Friday, April 28, 2017

Hodgepodge 181/365 - Volcano Union Inn

I am staying at the Volcano Union Inn while on my book arts work-holiday. It is a peach of a place: four upstairs guest rooms (one of these days I will stay in a large front-of-the- house room, but the back rooms are cozy—I know, because I've stayed in both of them now, the Daffodil last year, and this year, the Mocha) plus a bustling bar and restaurant, open to the public for dinner and the odd special-occasion brunch (Mother's Day, coming right up!).

The fact that it's so bustling is a bit surprising, given that this town of 110 (give or take) is a detour from literally anywhere.

But the food and ambiance explain why.

Yesterday for dinner I had a wonderful dish of white polenta, peas, and prawns in a "chili jus"; tonight, seared salmon with pea-speckled risotto, slivered onion crisps, and tiny braised parsnips and purple carrots (I'm guessing). I would kill for both the recipes. I may ask our breakfast server—knowing that I'll be met with disappointment, but still: just maybe I'll get lucky?

This evening I sat at my high table under the single, silent TV in the room (playing sports, of course) and scanned the menu, an unpretentious xeroxed affair, thinking I'd get something new after last night's prawn dish. But . . . the prawn dish was gone! The salmon was in its place! Otherwise, the menu looked the same. That is classy: I suspect they revise the menu each day according to the chef's offerings. No "specials" here.

And then I read (I've just started a history of Israel), sipped my wine, enjoyed looking up every so often and observing the other diners, animated in their conversations (the room, all dark wood, is loud); when the food came, I savored every bite. It's a very comfortable place to have a meal, even if you're on your own—one thing I really like about America as opposed to Europe: the nonshamefulness of solo dining.

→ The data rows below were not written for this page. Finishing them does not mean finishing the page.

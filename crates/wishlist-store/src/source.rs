//! The [`FetchSource`] trait: where the store's initial collection comes from.
//!
//! [`StubFetchSource`] is the only backend: it waits out a simulated fetch
//! latency and returns two fixed records.

use async_trait::async_trait;

use wishlist_core::{Wish, WishDraft, WishId};

use crate::delay::{NetworkDelay, FETCH_LATENCY};
use crate::error::FetchError;

/// Asynchronous provider of the full wish collection.
#[async_trait]
pub trait FetchSource: Send + Sync {
    /// Returns every wish the source knows about.
    async fn fetch_all(&self) -> Result<Vec<Wish>, FetchError>;
}

/// Canned source returning `PS5` and `Mac-mini` with fresh ids.
#[derive(Debug, Clone)]
pub struct StubFetchSource {
    delay: NetworkDelay,
}

impl StubFetchSource {
    pub fn new(delay: NetworkDelay) -> Self {
        StubFetchSource { delay }
    }

    /// The fixed records, without ids.
    pub fn seed() -> Vec<WishDraft> {
        vec![
            WishDraft::new("PS5", "Not used yet"),
            WishDraft::new("Mac-mini", "at least 2018"),
        ]
    }
}

impl Default for StubFetchSource {
    fn default() -> Self {
        Self::new(NetworkDelay::new(FETCH_LATENCY))
    }
}

#[async_trait]
impl FetchSource for StubFetchSource {
    async fn fetch_all(&self) -> Result<Vec<Wish>, FetchError> {
        self.delay.wait().await;
        Ok(Self::seed()
            .into_iter()
            .map(|draft| Wish::new(WishId::new(), draft))
            .collect())
    }
}
//! The rendered view: everything a surface needs to draw the form and list.

use serde::Serialize;

use wishlist_core::WishId;

use crate::form::FieldName;

/// Declarative snapshot of the whole screen.
#[derive(Debug, Clone, Serialize)]
pub struct ViewModel {
    /// `"creating"` or `"editing"`.
    pub mode: &'static str,
    /// Id of the wish being edited, if any.
    pub editing: Option<WishId>,
    /// Initial fetch still running.
    pub loading: bool,
    pub submitting: bool,
    pub submit_succeeded: bool,
    /// Last failure to show the user.
    pub error: Option<String>,
    pub fields: Vec<FieldView>,
    pub buttons: ButtonsView,
    pub wishes: Vec<WishView>,
}

/// One input field.
#[derive(Debug, Clone, Serialize)]
pub struct FieldView {
    pub name: FieldName,
    pub label: &'static str,
    pub placeholder: &'static str,
    pub value: String,
    pub touched: bool,
    /// Only present once the field has been touched.
    pub error: Option<String>,
    pub disabled: bool,
}

/// Enablement of the three form buttons.
#[derive(Debug, Clone, Copy, Serialize)]
pub struct ButtonsView {
    pub submit: bool,
    pub reset: bool,
    pub add_new: bool,
}

/// One row of the wish list.
#[derive(Debug, Clone, Serialize)]
pub struct WishView {
    pub id: WishId,
    pub name: String,
    pub comment: String,
    /// This wish is the current editing target.
    pub selected: bool,
}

And now it's 9:30, I'm back in my room above the kitchen, and the restaurant has closed; I'm hearing the clank of dishes being washed, the voices of the work and wait staff as they wrap up their busy evening. Banter, laughter. It's a very friendly, upbeat place.

Tomorrow morning at 6:30, I'll get up and switch on the coffee pot on the landing outside our doors. At 8, I'll hear the scrape of chairs on the plank floor downstairs as my fellow workshop participants sit down for breakfast (coffee cake, a hot egg dish, and a yogurt-fruit-granola cup is the pattern, but always with shifting ingredients and styles), and I will scurry to join them.

And so another day will start. Tomorrow for me it's cutting and folding paper, sewing signatures, and slicing leather, plus a few last little metal details to figure out. I doubt I'll finish my book tomorrow, but . . . who knows? Anything's possible.